Most people buy their cameras to take family portraits. With digital technology, you can shoot images and print them out on photo paper right at home, if you own a photo quality printer. Lets look at some of the ways you can enhance your portrait quality.

Lighting

It’s important to understand the basics of lighting to make good portraits. Imagine a 2d drawing of the outline of a circle. Now imagine it shaded from light to dark. The circle now looks like a sphere! That’s what we try and do in photography as well – we try and represent a 3d object in two dimensions. Now, if you use an on camera straight-on flash, you are producing an image like the outline of the circle, that is, totally flat lighting which doesn’t do justice to the 3d model. What you need to do here is, keep the flash off center. Meaning, if you have a flash with a cable, keep it away from the camera angle, maybe away and a little higher, making pleasing portrait photos. If you don’t have a cable flash, try bouncing the flash off a wall or the ceiling. You could also try using a diffuser, which could be as simple as putting a piece of tracing paper in front of the flash.
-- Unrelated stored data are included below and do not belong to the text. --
//! Source readers
//!
//! One reader per origin (static snapshot, local file, remote repository,
//! cache). Each reader returns `Result` internally; [`bounded`] applies the
//! per-origin timeout and turns any failure into an empty collection, so the
//! reconciler only ever sees collections.

use licman_common::config::Config;
use licman_common::license::{SourceCollection, SourceKind};
use serde_json::Value;
use std::future::Future;
use std::path::Path;
use std::sync::Arc;
use std::time::Duration;
use thiserror::Error;
use tracing::{debug, info, warn};

use crate::stores::{StoreError, Stores};

/// Why a source contributed nothing
#[derive(Debug, Error)]
pub enum SourceError {
    #[error("source not configured")]
    NotConfigured,

    #[error("no data")]
    Empty,

    #[error("document is not a JSON array")]
    NotArray,

    #[error("invalid JSON: {0}")]
    Parse(#[from] serde_json::Error),

    #[error(transparent)]
    Store(#[from] StoreError),
}

/// Bundled fallback collection, loaded once at start-up
#[derive(Debug, Clone, Default)]
pub struct StaticSnapshot {
    records: Arc<Vec<Value>>,
}

impl StaticSnapshot {
    pub fn new(records: Vec<Value>) -> Self {
        Self {
            records: Arc::new(records),
        }
    }

    /// Load the snapshot from disk; a missing or malformed file yields an empty snapshot.
    pub fn load(path: &Path) -> Self {
        let records = std::fs::read_to_string(path)
            .map_err(|e| e.to_string())
            .and_then(|text| parse_collection(&text).map_err(|e| e.to_string()));

        match records {
            Ok(records) => {
                info!(path = %path.display(), count = records.len(), "Loaded static license snapshot");
                Self::new(records)
            }
            Err(reason) => {
                warn!(path = %path.display(), %reason, "Static license snapshot unavailable, starting empty");
                Self::default()
            }
        }
    }

    pub fn records(&self) -> &[Value] {
        &self.records
    }
}

/// Per-origin read timeouts
#[derive(Debug, Clone, Copy)]
pub struct SourceTimeouts {
    pub file: Duration,
    pub remote: Duration,
    pub cache: Duration,
}

impl SourceTimeouts {
    pub fn from_config(config: &Config) -> Self {
        // The remote store may try the contents API before the raw URL
        let remote = config.remote.read_timeout_ms + config.remote.api_timeout_ms;
        Self {
            file: Duration::from_millis(config.sources.file_timeout_ms),
            remote: Duration::from_millis(remote),
            cache: Duration::from_millis(config.cache.timeout_ms),
        }
    }
}

impl Default for SourceTimeouts {
    fn default() -> Self {
        Self::from_config(&Config::default())
    }
}

/// Reads every origin for one verification request
pub struct SourceReaders {
    stores: Stores,
    snapshot: StaticSnapshot,
    timeouts: SourceTimeouts,
}

impl SourceReaders {
    pub fn new(stores: Stores, snapshot: StaticSnapshot, timeouts: SourceTimeouts) -> Self {
        Self {
            stores,
            snapshot,
            timeouts,
        }
    }

    /// Read all four origins concurrently; never fails.
    ///
    /// Returned in merge precedence order.
    pub async fn read_all(&self) -> Vec<SourceCollection> {
        let static_source = SourceCollection::new(SourceKind::Static, self.snapshot.records().to_vec());

        let (file, remote, cache) = tokio::join!(
            bounded(SourceKind::File, self.timeouts.file, self.read_file()),
            bounded(SourceKind::Remote, self.timeouts.remote, self.read_remote()),
            bounded(SourceKind::Cache, self.timeouts.cache, self.read_cache()),
        );

        vec![static_source, file, remote, cache]
    }

    /// Best single collection for listing: cache, then remote, then empty.
    pub async fn best_available(&self) -> Vec<Value> {
        let cache = bounded(SourceKind::Cache, self.timeouts.cache, self.read_cache()).await;
        if !cache.is_empty() {
            return cache.records;
        }
        bounded(SourceKind::Remote, self.timeouts.remote, self.read_remote())
            .await
            .records
    }

    async fn read_file(&self) -> Result<Vec<Value>, SourceError> {
        if !self.stores.file.exists().await {
            return Err(SourceError::Empty);
        }
        let text = self.stores.file.read().await?;
        parse_collection(&text)
    }

    async fn read_remote(&self) -> Result<Vec<Value>, SourceError> {
        let remote = self.stores.remote.as_ref().ok_or(SourceError::NotConfigured)?;
        let document = remote
            .get(&self.stores.remote_path)
            .await?
            .ok_or(SourceError::Empty)?;
        parse_collection(&document.content)
    }

    async fn read_cache(&self) -> Result<Vec<Value>, SourceError> {
        let cache = self.stores.cache.as_ref().ok_or(SourceError::NotConfigured)?;
        match cache.get(&self.stores.cache_key).await? {
            Some(Value::Array(records)) => Ok(records),
            Some(_) => Err(SourceError::NotArray),
            None => Err(SourceError::Empty),
        }
    }
}

/// Run one reader under its timeout and absorb every failure into an empty collection
pub async fn bounded<F>(kind: SourceKind, timeout: Duration, read: F) -> SourceCollection
where
    F: Future<Output = Result<Vec<Value>, SourceError>>,
{
    match tokio::time::timeout(timeout, read).await {
        Ok(Ok(records)) => {
            debug!(source = %kind, count = records.len(), "Loaded licenses");
            SourceCollection::new(kind, records)
        }
        Ok(Err(SourceError::NotConfigured)) => SourceCollection::empty(kind),
        Ok(Err(e)) => {
            info!(source = %kind, reason = %e, "Source unavailable, treating as empty");
            SourceCollection::empty(kind)
        }
        Err(_) => {
            warn!(source = %kind, timeout_ms = timeout.as_millis() as u64, "Source read timed out");
            SourceCollection::empty(kind)
        }
    }
}

/// Parse a JSON document that must be an array of records
pub fn parse_collection(text: &str) -> Result<Vec<Value>, SourceError> {
    match serde_json::from_str::<Value>(text)? {
        Value::Array(records) => Ok(records),
        _ => Err(SourceError::NotArray),
    }
}
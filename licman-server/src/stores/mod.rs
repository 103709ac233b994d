//! External collaborators: remote document store, key-value cache, local file
//!
//! Handlers and source readers only see the traits; concrete backends are
//! chosen from configuration at start-up.

use async_trait::async_trait;
use serde_json::Value;
use std::sync::Arc;
use thiserror::Error;

pub mod file;
pub mod github;
pub mod kv;

pub use file::FsFileStore;
pub use github::GitHubStore;
pub use kv::{MemoryCache, RestKvCache};

/// Collaborator errors
#[derive(Debug, Error)]
pub enum StoreError {
    #[error("Not found: {0}")]
    NotFound(String),

    /// Version precondition failed (concurrent write)
    #[error("Write conflict: {0}")]
    Conflict(String),

    #[error("Rate limited, retry after {retry_after_secs}s")]
    RateLimited { retry_after_secs: u64 },

    #[error("Upstream error {status}: {message}")]
    Upstream { status: u16, message: String },

    #[error("Transport error: {0}")]
    Transport(String),

    #[error("Parse error: {0}")]
    Parse(String),

    #[error("Not configured: {0}")]
    NotConfigured(String),

    #[error("IO error: {0}")]
    Io(#[from] std::io::Error),
}

impl From<reqwest::Error> for StoreError {
    fn from(err: reqwest::Error) -> Self {
        // Drop the URL so query strings never end up in logs
        StoreError::Transport(err.without_url().to_string())
    }
}

/// A document read from the remote store
#[derive(Debug, Clone, PartialEq, Eq)]
pub struct RemoteDocument {
    pub content: String,
    /// Version identifier for conditional writes; `None` when the read path
    /// cannot provide one
    pub version: Option<String>,
}

/// Result of a successful remote write
#[derive(Debug, Clone, PartialEq, Eq)]
pub struct CommitInfo {
    /// New document version
    pub version: String,
    pub commit_sha: String,
    pub url: Option<String>,
}

/// Version-controlled document store
#[async_trait]
pub trait RemoteDocumentStore: Send + Sync {
    /// Read a document; `Ok(None)` when it does not exist
    async fn get(&self, path: &str) -> Result<Option<RemoteDocument>, StoreError>;

    /// Write a document. Omitting `version` means "create".
    async fn put(
        &self,
        path: &str,
        content: &str,
        version: Option<&str>,
        message: &str,
    ) -> Result<CommitInfo, StoreError>;

    /// Whether credentials for writing are available
    fn can_write(&self) -> bool {
        true
    }
}

/// Key-value cache
#[async_trait]
pub trait CacheStore: Send + Sync {
    async fn get(&self, key: &str) -> Result<Option<Value>, StoreError>;
    async fn set(&self, key: &str, value: &Value) -> Result<(), StoreError>;
}

/// The local license file
#[async_trait]
pub trait LocalFileStore: Send + Sync {
    async fn exists(&self) -> bool;
    async fn read(&self) -> Result<String, StoreError>;
    async fn write(&self, content: &str) -> Result<(), StoreError>;
    /// Human-readable location for messages
    fn location(&self) -> String;
}

/// Collaborator handles shared by readers and handlers
#[derive(Clone)]
pub struct Stores {
    pub file: Arc<dyn LocalFileStore>,
    pub remote: Option<Arc<dyn RemoteDocumentStore>>,
    pub cache: Option<Arc<dyn CacheStore>>,
    /// Document path inside the remote repository
    pub remote_path: String,
    pub cache_key: String,
}

impl Stores {
    /// Remote store, only when it accepts writes
    pub fn writable_remote(&self) -> Option<&Arc<dyn RemoteDocumentStore>> {
        self.remote.as_ref().filter(|remote| remote.can_write())
    }
}

/// Read the current version, then write conditionally on it.
///
/// A missing document is created. A failed version read (other than rate
/// limiting) is logged and the write proceeds unconditioned; the store then
/// rejects it as a conflict if the document does exist.
pub async fn conditional_write(
    remote: &dyn RemoteDocumentStore,
    path: &str,
    content: &str,
    message: &str,
) -> Result<CommitInfo, StoreError> {
    let version = match remote.get(path).await {
        Ok(document) => document.and_then(|d| d.version),
        Err(e @ StoreError::RateLimited { .. }) => return Err(e),
        Err(e) => {
            tracing::info!(error = %e, path, "Could not read current version, writing without one");
            None
        }
    };
    remote.put(path, content, version.as_deref(), message).await
}
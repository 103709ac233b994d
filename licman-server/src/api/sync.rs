//! Batch submission (`POST /sync`)
//!
//! **Persistence order:**
//! 1. Cache, when configured
//! 2. Remote repository, when writable (read version, conditional write)
//! 3. Local license file
//! 4. Nothing writable: echo the normalized JSON for a manual commit
//!
//! Conflicts and rate limits stop the chain and go back to the caller; other
//! store failures fall through to the next target.

use axum::{
    extract::{rejection::JsonRejection, State},
    Json,
};
use licman_common::license::normalize_batch;
use licman_common::time::{format_timestamp, now};
use serde::Serialize;
use serde_json::Value;
use tracing::{info, warn};

use super::error::{ApiError, INVALID_BODY_MESSAGE};
use crate::stores::{conditional_write, StoreError, Stores};
use crate::AppState;

/// Sync response
#[derive(Debug, Serialize)]
pub struct SyncResponse {
    pub success: bool,
    pub message: String,
    pub count: usize,
    /// Where the batch ended up: "cache", "remote", "file" or "manual"
    pub target: &'static str,
    #[serde(skip_serializing_if = "Option::is_none")]
    pub licenses: Option<Value>,
    #[serde(skip_serializing_if = "Option::is_none")]
    pub json_content: Option<String>,
}

impl SyncResponse {
    fn stored(target: &'static str, message: impl Into<String>, count: usize) -> Self {
        Self {
            success: true,
            message: message.into(),
            count,
            target,
            licenses: None,
            json_content: None,
        }
    }
}

/// Extract the `licenses` array from a request body
pub(crate) fn licenses_array(
    payload: Result<Json<Value>, JsonRejection>,
) -> Result<(Vec<Value>, Value), ApiError> {
    let Json(body) = payload.map_err(|e| {
        warn!(error = %e, "Rejected request body");
        ApiError::InvalidBody(INVALID_BODY_MESSAGE.to_string())
    })?;
    match body.get("licenses") {
        Some(Value::Array(records)) => Ok((records.clone(), body)),
        _ => Err(ApiError::InvalidBody(INVALID_BODY_MESSAGE.to_string())),
    }
}

/// POST /sync
pub async fn sync_licenses(
    State(state): State<AppState>,
    payload: Result<Json<Value>, JsonRejection>,
) -> Result<Json<SyncResponse>, ApiError> {
    let (records, _) = licenses_array(payload)?;

    let batch = normalize_batch(&records, now())?;
    let count = batch.len();
    info!(submitted = records.len(), accepted = count, "Sync batch normalized");

    let value = serde_json::to_value(&batch)?;
    let response = persist(&state.stores, &value, count).await?;
    info!(destination = response.target, count, "Sync completed");
    Ok(Json(response))
}

async fn persist(stores: &Stores, value: &Value, count: usize) -> Result<SyncResponse, ApiError> {
    if let Some(cache) = &stores.cache {
        match cache.set(&stores.cache_key, value).await {
            Ok(()) => {
                return Ok(SyncResponse::stored("cache", "Licenses synced to cache", count));
            }
            Err(e) => fall_through("cache", e)?,
        }
    }

    let pretty = serde_json::to_string_pretty(value)?;

    if let Some(remote) = stores.writable_remote() {
        let message = format!("Sync licenses - {}", format_timestamp(&now()));
        let attempt = conditional_write(remote.as_ref(), &stores.remote_path, &pretty, &message);
        match attempt.await {
            Ok(commit) => {
                info!(commit = %commit.commit_sha, "Sync written to remote repository");
                return Ok(SyncResponse::stored(
                    "remote",
                    "Licenses synced to remote repository",
                    count,
                ));
            }
            Err(e) => fall_through("remote", e)?,
        }
    }

    match stores.file.write(&pretty).await {
        Ok(()) => Ok(SyncResponse::stored(
            "file",
            format!("Licenses synced to {}", stores.file.location()),
            count,
        )),
        Err(e) => {
            warn!(error = %e, "Cannot write license file, returning content for manual commit");
            Ok(SyncResponse {
                success: true,
                message: "Please commit licenses.json to Git".to_string(),
                count,
                target: "manual",
                licenses: Some(value.clone()),
                json_content: Some(pretty),
            })
        }
    }
}

/// Conflicts and rate limits must reach the caller; everything else moves on.
fn fall_through(target: &str, err: StoreError) -> Result<(), ApiError> {
    match err {
        StoreError::Conflict(_) | StoreError::RateLimited { .. } => Err(err.into()),
        other => {
            warn!(destination = target, error = %other, "Sync target failed, trying next");
            Ok(())
        }
    }
}
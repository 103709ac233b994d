//! licman-server - license verification and sync service
//!
//! Configuration priority: command line > environment > TOML file > defaults.

use std::net::SocketAddr;
use std::path::PathBuf;

use anyhow::{Context, Result};
use clap::Parser;
use licman_common::config::{log_source, Config};
use licman_server::{build_router, AppState};
use tokio::signal;
use tracing::info;
use tracing_subscriber::{layer::SubscriberExt, util::SubscriberInitExt};

/// Command-line arguments for licman-server
#[derive(Parser, Debug)]
#[command(name = "licman-server")]
#[command(about = "License verification and sync service")]
#[command(version)]
struct Args {
    /// Port to listen on
    #[arg(short, long, env = "LICMAN_PORT")]
    port: Option<u16>,

    /// Address to bind
    #[arg(short, long, env = "LICMAN_BIND")]
    bind: Option<String>,

    /// TOML configuration file
    #[arg(short, long, env = "LICMAN_CONFIG")]
    config: Option<PathBuf>,

    /// Local license file
    #[arg(long)]
    file: Option<PathBuf>,

    /// Bundled static license snapshot
    #[arg(long)]
    static_file: Option<PathBuf>,

    /// Log filter, e.g. "licman_server=debug"
    #[arg(long, env = "LICMAN_LOG_LEVEL")]
    log_level: Option<String>,
}

#[tokio::main]
async fn main() -> Result<()> {
    let args = Args::parse();

    // Loaded before the subscriber exists; the source is logged below
    let (mut config, config_source) =
        Config::load_with_source(args.config.as_deref()).context("Failed to load configuration")?;
    apply_args(&mut config, &args);

    // RUST_LOG wins over the configured level
    tracing_subscriber::registry()
        .with(
            tracing_subscriber::EnvFilter::try_from_default_env()
                .unwrap_or_else(|_| config.logging.level.as_str().into()),
        )
        .with(tracing_subscriber::fmt::layer())
        .init();

    info!(
        "Starting licman-server v{} [{}] built {} ({})",
        env!("CARGO_PKG_VERSION"),
        env!("GIT_HASH"),
        env!("BUILD_TIMESTAMP"),
        env!("BUILD_PROFILE")
    );
    log_source(config_source.as_deref());
    info!("License file: {}", config.sources.file_path.display());
    info!("Static snapshot: {}", config.sources.static_path().display());

    let state = AppState::from_config(&config).context("Failed to initialize license stores")?;
    let app = build_router(state);

    let addr: SocketAddr = format!("{}:{}", config.server.bind, config.server.port)
        .parse()
        .with_context(|| format!("Invalid bind address {}:{}", config.server.bind, config.server.port))?;

    let listener = tokio::net::TcpListener::bind(addr)
        .await
        .context("Failed to bind to address")?;
    info!("licman-server listening on http://{}", addr);
    info!("Health check: http://{}/health", addr);

    axum::serve(listener, app)
        .with_graceful_shutdown(shutdown_signal())
        .await
        .context("Server error")?;

    info!("Server shutdown complete");
    Ok(())
}

fn apply_args(config: &mut Config, args: &Args) {
    if let Some(port) = args.port {
        config.server.port = port;
    }
    if let Some(bind) = &args.bind {
        config.server.bind = bind.clone();
    }
    if let Some(file) = &args.file {
        config.sources.file_path = file.clone();
    }
    if let Some(static_file) = &args.static_file {
        config.sources.static_path = Some(static_file.clone());
    }
    if let Some(level) = &args.log_level {
        config.logging.level = level.clone();
    }
}

/// Graceful shutdown signal handler
async fn shutdown_signal() {
    let ctrl_c = async {
        if let Err(e) = signal::ctrl_c().await {
            tracing::error!("Failed to install Ctrl+C handler: {}", e);
            std::future::pending::<()>().await;
        }
    };

    #[cfg(unix)]
    let terminate = async {
        match signal::unix::signal(signal::unix::SignalKind::terminate()) {
            Ok(mut sigterm) => {
                sigterm.recv().await;
            }
            Err(e) => {
                tracing::error!("Failed to install signal handler: {}", e);
                std::future::pending::<()>().await;
            }
        }
    };

    #[cfg(not(unix))]
    let terminate = std::future::pending::<()>();

    tokio::select! {
        _ = ctrl_c => {
            info!("Received Ctrl+C, shutting down");
        },
        _ = terminate => {
            info!("Received terminate signal, shutting down");
        },
    }
}
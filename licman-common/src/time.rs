//! Timestamp utilities
//!
//! License documents are edited by a browser client, so timestamps show up as
//! RFC 3339 strings, naive date-times, plain dates, or epoch milliseconds.
//! Everything without an explicit offset is read as UTC.

use chrono::{DateTime, NaiveDate, NaiveDateTime, SecondsFormat, TimeZone, Utc};
use serde_json::Value;

const NAIVE_DATETIME_FORMATS: &[&str] = &[
    "%Y-%m-%dT%H:%M:%S%.f",
    "%Y-%m-%dT%H:%M",
    "%Y-%m-%d %H:%M:%S%.f",
    "%Y-%m-%d %H:%M",
];

/// Get current UTC timestamp
pub fn now() -> DateTime<Utc> {
    Utc::now()
}

/// Parse an ISO-8601 timestamp string
///
/// Returns `None` for anything that does not describe a valid instant.
pub fn parse_timestamp(text: &str) -> Option<DateTime<Utc>> {
    let text = text.trim();
    if text.is_empty() {
        return None;
    }

    if let Ok(dt) = DateTime::parse_from_rfc3339(text) {
        return Some(dt.with_timezone(&Utc));
    }

    for format in NAIVE_DATETIME_FORMATS {
        if let Ok(naive) = NaiveDateTime::parse_from_str(text, format) {
            return Some(Utc.from_utc_datetime(&naive));
        }
    }

    NaiveDate::parse_from_str(text, "%Y-%m-%d")
        .ok()
        .and_then(|date| date.and_hms_opt(0, 0, 0))
        .map(|naive| Utc.from_utc_datetime(&naive))
}

/// Parse a JSON timestamp value (string or epoch milliseconds)
pub fn parse_timestamp_value(value: &Value) -> Option<DateTime<Utc>> {
    match value {
        Value::String(s) => parse_timestamp(s),
        Value::Number(n) => n
            .as_i64()
            .or_else(|| n.as_f64().map(|f| f as i64))
            .and_then(|ms| Utc.timestamp_millis_opt(ms).single()),
        _ => None,
    }
}

/// Format a timestamp the way the service writes them (`2024-01-01T00:00:00.000Z`)
pub fn format_timestamp(ts: &DateTime<Utc>) -> String {
    ts.to_rfc3339_opts(SecondsFormat::Millis, true)
}
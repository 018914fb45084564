#![warn(missing_docs)]

//! Layered Tiled JSON map runtime for Macroquad: tileset GID resolution,
//! grid/pixel coordinate math, tile animations, and draw-order-correct
//! layer rendering.
//!
//! Load a map, then drive it once per frame:
//!
//! ```no_run
//! use macroquad_tilescene::Map;
//!
//! # async fn run() -> anyhow::Result<()> {
//! let mut map = Map::load("assets/map.json").await?;
//! loop {
//!     map.update(macroquad::time::get_frame_time());
//!     map.draw_background();
//!     map.draw();
//!     macroquad::window::next_frame().await;
//! }
//! # }
//! ```

mod animation;
mod document;
mod error;
mod gid;
mod grid;
mod layer;
mod map;
mod properties;
mod render;
mod store;
mod tileset;

pub use animation::{AnimationController, TileDefId};
pub use document::{
    FrameDocument, LayerDocument, MapDocument, ObjectDocument, PropertyDocument, TileDocument,
    TilesetDocument,
};
pub use error::MapError;
pub use gid::{Gid, FLIP_D, FLIP_H, FLIP_V, GID_MASK};
pub use grid::{GridGeometry, Orientation, StaggerAxis, StaggerIndex};
pub use layer::{GroupLayer, ImageLayer, Layer, LayerMeta, MapObject, ObjectLayer, TileLayer};
pub use map::Map;
pub use properties::{Properties, PropertyValue};
pub use render::{MacroquadBackend, RenderBackend, TileQuad};
pub use store::{TileLayerStore, TilePlacement, Tiles};
pub use tileset::{Frame, TileDefinition, TileMeta, Tileset, TilesetRegistry};
use std::collections::HashMap;

/// A single custom property value from the map document.
#[derive(Debug, Clone, PartialEq)]
pub enum PropertyValue {
    /// A boolean property.
    Bool(bool),
    /// An integer property (Tiled `int` and `object` references).
    Int(i64),
    /// A floating point property.
    Float(f32),
    /// A string property (Tiled `string`, `file`, `color`, `class`).
    String(String),
}

/// A custom property bag attached to a map, layer, object, or tile.
#[derive(Debug, Clone, Default, PartialEq)]
pub struct Properties(HashMap<String, PropertyValue>);

impl Properties {
    /// Creates an empty property bag.
    pub fn new() -> Self {
        Self::default()
    }

    /// Inserts or replaces a property.
    pub fn insert(&mut self, name: impl Into<String>, value: PropertyValue) {
        self.0.insert(name.into(), value);
    }

    /// Looks up a property by name.
    pub fn get(&self, name: &str) -> Option<&PropertyValue> {
        self.0.get(name)
    }

    /// The property as a bool, if present and boolean.
    pub fn get_bool(&self, name: &str) -> Option<bool> {
        match self.get(name)? {
            PropertyValue::Bool(v) => Some(*v),
            _ => None,
        }
    }

    /// The property as an i64, if present and integral.
    pub fn get_i64(&self, name: &str) -> Option<i64> {
        match self.get(name)? {
            PropertyValue::Int(v) => Some(*v),
            _ => None,
        }
    }

    /// The property as an f32; integer properties coerce losslessly enough
    /// for map data.
    pub fn get_f32(&self, name: &str) -> Option<f32> {
        match self.get(name)? {
            PropertyValue::Float(v) => Some(*v),
            PropertyValue::Int(v) => Some(*v as f32),
            _ => None,
        }
    }

    /// The property as a string slice, if present and a string.
    pub fn get_str(&self, name: &str) -> Option<&str> {
        match self.get(name)? {
            PropertyValue::String(v) => Some(v.as_str()),
            _ => None,
        }
    }

    /// Whether the bag holds no properties.
    pub fn is_empty(&self) -> bool {
        self.0.is_empty()
    }

    /// Number of properties in the bag.
    pub fn len(&self) -> usize {
        self.0.len()
    }

    /// Iterates over `(name, value)` pairs in unspecified order.
    pub fn iter(&self) -> impl Iterator<Item = (&str, &PropertyValue)> {
        self.0.iter().map(|(k, v)| (k.as_str(), v))
    }
}

#[cfg(test)]
mod tests {
    use super::*;

    #[test]
    fn typed_getters_reject_mismatched_types() {
        let mut props = Properties::new();
        props.insert("speed", PropertyValue::Float(2.5));
        props.insert("lives", PropertyValue::Int(3));
        props.insert("name", PropertyValue::String("slime".into()));

        assert_eq!(props.get_f32("speed"), Some(2.5));
        assert_eq!(props.get_i64("lives"), Some(3));
        assert_eq!(props.get_f32("lives"), Some(3.0));
        assert_eq!(props.get_str("name"), Some("slime"));
        assert_eq!(props.get_bool("speed"), None);
        assert_eq!(props.get_i64("missing"), None);
    }
}
use macroquad::prelude::*;
use macroquad_tilescene::Map;

fn window_conf() -> Conf {
    Conf {
        window_title: "Basic Map".into(),
        window_width: 1280,
        window_height: 720,
        ..Default::default()
    }
}

#[macroquad::main(window_conf)]
async fn main() {
    let mut map = Map::load("assets/map.json")
        .await
        .expect("Failed to load map");

    loop {
        map.update(get_frame_time());

        clear_background(BLACK);
        map.draw_background();
        map.draw();

        draw_text(&format!("FPS: {}", get_fps()), 20.0, 30.0, 30.0, RED);
        next_frame().await;
    }
}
Remember to take the exposure reading from the bounced light, not the basic light.

circle-and-sphere

While shooting indoors, you can get great portraiture effects by just shooting with the available window light, and no flash. Try and shoot in the early morning or evening, where the sun is not too high. You will get a beautiful warm toned light at this time, which is great for reproducing flesh tones on a photographic image.

Use the right lens

The lens – do NOT use a wide angle lens to shoot your favorite person’s portrait photograph! A wide angle distorts objects close to it, which means the person’s nose may look unusually large when you are going to shoot a close up portrait with a wide angle. The ‘minds eye’ ‘sees’ images somewhat similar to a 135mm lens (for a 35mm standard). Try zooming in for portraits, take a few steps backwards if you have to, but a longer focal length will not only give you minimum distortion, it will also help throw the background out of focus, which we many times prefer, in portraiture.

Using filters

You may try using a warm tone filter, which gives pleasing colors to flesh tones in a portrait. Alternatively, you could adjust this on Photoshop by increasing the red & yellow and/or decreasing blue on the color adjustment menu. You could try using a diffusing filter (on the lens). This filter gives a soft feel to the entire image, and also hides small scars and marks on the facial skin, making it look soft. This touch can be given on Photoshop as well, under the filter menu select distort, and under that diffusing filter.

Finally after you have shot the image, you could give it an unusual border, maybe a black border with a white outline? This gives a great touch to portrait photographs.